Seldom are a topic and an author as well matched as in ''The Tolstoys'' by Nikolai Tolstoy, heir to the senior line of that illustrious Russian family. He is a practicing historian, with an MA from Wellington College in Dublin and several books to his credit.
Though he was born in England in 1935, his family was part of the post-World War I exodus of White Russians. He grew up absorbing that unique cultural atmo-sphere the Russian emigres created in Belgrade, Prague, Paris,and London.
He confesses that he was ''most consciously affected by those melancholy and evocative Russian homes. In these, (his) elders, for the most part people of great charm and eccentricity, lived surrounded by the relics - ikons, Easter eggs, portraits of Tsar and Tsaritsa, family photographs, and emigre newspapers - of that mysterious, far-off land of wolves, boyars, and snow-forests.''
''The Tolstoys'' is a fortuitous combination: Russian history, spoon-fed to the reader through the colorful figures of the Tolstoys - and a capricious and fascinating bunch they are. The American Adamses - much as they have also served their country throughout generations and exhibited a goodly number of enfants terribles - pale in comparison with this flamboyant family.
The author takes us across the Tolstoy tapestry, interwoven as it was with the history of Russia from the 14th to the present century. The documented origins of the clan go back to 1353. Within about 300 years, the Tolstoys had become inextricably connected with the Miloslavskys, and through them, with the ruling house of the Romanovs. This happened when Andrei Tolstoy, son of Vasily, defender of Moscow against the Poles, married Solomonida Miloslavsky just a few years before Maria Miloslavsky became the first wife of Tsar Alexei in 1648. Thus the Tolstoys rode to glory and prominence on the coattails of the well-connected Miloslavskys.
But the Miloslavskys' meteor dazzled for only a short while before fizzling out in the bloodbath of 1689. That was the year of the rise of the most famous member of the rival Narishkin branch of the Romanov dynasty, Peter the Great.

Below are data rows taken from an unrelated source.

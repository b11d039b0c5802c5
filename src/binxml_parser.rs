use crate::binxml::deserializer::decode_document;
use crate::err::Result;
use crate::model::Document;
use crate::settings::ParserSettings;
use crate::{render_bytes_with_settings, render_with_settings};

use log::debug;
#[cfg(feature = "multithreading")]
use log::warn;
#[cfg(feature = "multithreading")]
use rayon::prelude::*;
use std::sync::Arc;

/// Decodes and renders many independent BinXML buffers with one set of options.
///
/// With the `multithreading` feature, batches are spread over a rayon pool sized by
/// [`ParserSettings::num_threads`]; otherwise they run sequentially. Results keep the input
/// order, and one failing buffer does not affect the others.
#[derive(Debug, Clone, Default)]
pub struct BinXmlParser {
    settings: Arc<ParserSettings>,
}

impl BinXmlParser {
    pub fn new() -> Self {
        BinXmlParser::default()
    }

    pub fn with_configuration(mut self, configuration: ParserSettings) -> Self {
        self.settings = Arc::new(configuration);
        self
    }

    pub fn settings(&self) -> &ParserSettings {
        &self.settings
    }

    pub fn decode(&self, data: &[u8]) -> Result<Document> {
        Ok(decode_document(data, &self.settings)?)
    }

    pub fn render(&self, document: &Document) -> Result<String> {
        render_with_settings(document, &self.settings)
    }

    pub fn render_bytes(&self, data: &[u8]) -> Result<String> {
        render_bytes_with_settings(data, &self.settings)
    }

    pub fn decode_many<B>(&self, inputs: &[B]) -> Vec<Result<Document>>
    where
        B: AsRef<[u8]> + Sync,
    {
        self.map_inputs(inputs, |data| self.decode(data))
    }

    pub fn render_many<B>(&self, inputs: &[B]) -> Vec<Result<String>>
    where
        B: AsRef<[u8]> + Sync,
    {
        self.map_inputs(inputs, |data| self.render_bytes(data))
    }

    #[cfg(feature = "multithreading")]
    fn map_inputs<B, T, F>(&self, inputs: &[B], f: F) -> Vec<T>
    where
        B: AsRef<[u8]> + Sync,
        T: Send,
        F: Fn(&[u8]) -> T + Sync + Send,
    {
        let num_threads = self.settings.get_num_threads();
        debug!(
            "Processing {} buffers with {} threads",
            inputs.len(),
            num_threads
        );

        match rayon::ThreadPoolBuilder::new()
            .num_threads(num_threads)
            .build()
        {
            Ok(pool) => pool.install(|| inputs.par_iter().map(|b| f(b.as_ref())).collect()),
            Err(e) => {
                warn!("Failed to build a thread pool ({}), falling back to a single thread", e);
                inputs.iter().map(|b| f(b.as_ref())).collect()
            }
        }
    }

    #[cfg(not(feature = "multithreading"))]
    fn map_inputs<B, T, F>(&self, inputs: &[B], f: F) -> Vec<T>
    where
        B: AsRef<[u8]> + Sync,
        T: Send,
        F: Fn(&[u8]) -> T + Sync + Send,
    {
        debug!("Processing {} buffers sequentially", inputs.len());
        inputs.iter().map(|b| f(b.as_ref())).collect()
    }
}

The Tolstoys, however, survived and continued to flourish. By skill, shrewd calculation, and luck, they moved with the times on the political chessboard of intrigue into Peter the Great's camp. His contemporary, Peter A. Tolstoy (1645- 1729), served his Tsar well as a diplomat in Turkey, perhaps to expiate his earlier Miloslavsky connections. Later, he played a key role in the devious abduction of the Tsarevich Alexei, whom he lured back from Italy to Russia and death. For this accomplishment Peter A. Tolstoy was showered with honors, estates, serfs, medals, and the title of count of the Russian Empire. After the death of Peter the Great, he was exiled to the bleak Solovetskiye monastery in the North Sea. In fact, he deserves a biography of his own in English, with a wider tableau of the Russia of his days.
So does Gen. Alexander Osterman-Tolstoy (1770-1857), eccentric and courageous , the only Russian ever to command British troops. He lost his left arm fighting Napoleon and dined with liveried bears in attendance. Another striking figure was Feodor I. Tolstoy (1782-1846), who was described by contemporaries as a dangerous madcap and the wildest man in all Russia.
Among the best-known members of the family during the 19th century, were Alexei C. Tolstoy (1817-1875), the poet, novelist, and playwright, and Leo N. Tolstoy (1828-1910), author of ''War and Peace'' and ''Anna Karenina.'' Less known is Feodor P. Tolstoy (1783-1873), the medalist, painter, and silhouettist.
The black sheep of the dynasty was Alexei N. Tolstoy (1882-1945). His mother, a Turgenev, left her Tolstoy husband and three children (while pregnant with Alexei) for a Marxist. Thus removed from the clan, Alexei, a talented writer, eventually threw in his lot with the Soviets, despising the bourgeoisie, yet calling himself count. He got away with it, because he glorified Stalin and, in his writings, provided a genealogical justification for the revolution.
Nikolai Tolstoy, the author of this family history, recaps the lives of his ancestors in a smoothly flowing style. He gives us vivid descriptions of Moscow winters and of the pomp and splendor of a tsar's wedding. Yet, while Tolstoy leads us to believe his family had a ''deeply-engrained sense of Russianness,'' the book reflects only the Russianness of the higher classes. The history of the common people is ignored, a failing common among the Russian nobility.
From the purist's point of view, there are other blemishes. Quotations are not always documented. And in the sources, authors' names are in the Western alphabet, yet titles of books are in the Cyrillic alphabet - a touch of linguistic snobbery? There are errors in the genealogical table.
Illustrations in the book are copious and interesting, consisting of paintings, photographs, and superb silhouettes by Feodor P. Tolstoy. But the reader must keep alert in the maze of names, especially in the short flashbacks, which tend to confuse the uninitiated.
For the devotee of the Russian past, the book is a delight, a ''sonorous procession of a golden past.'' History lovers should keep it close at hand; it will bring renewed pleasures with each rereading.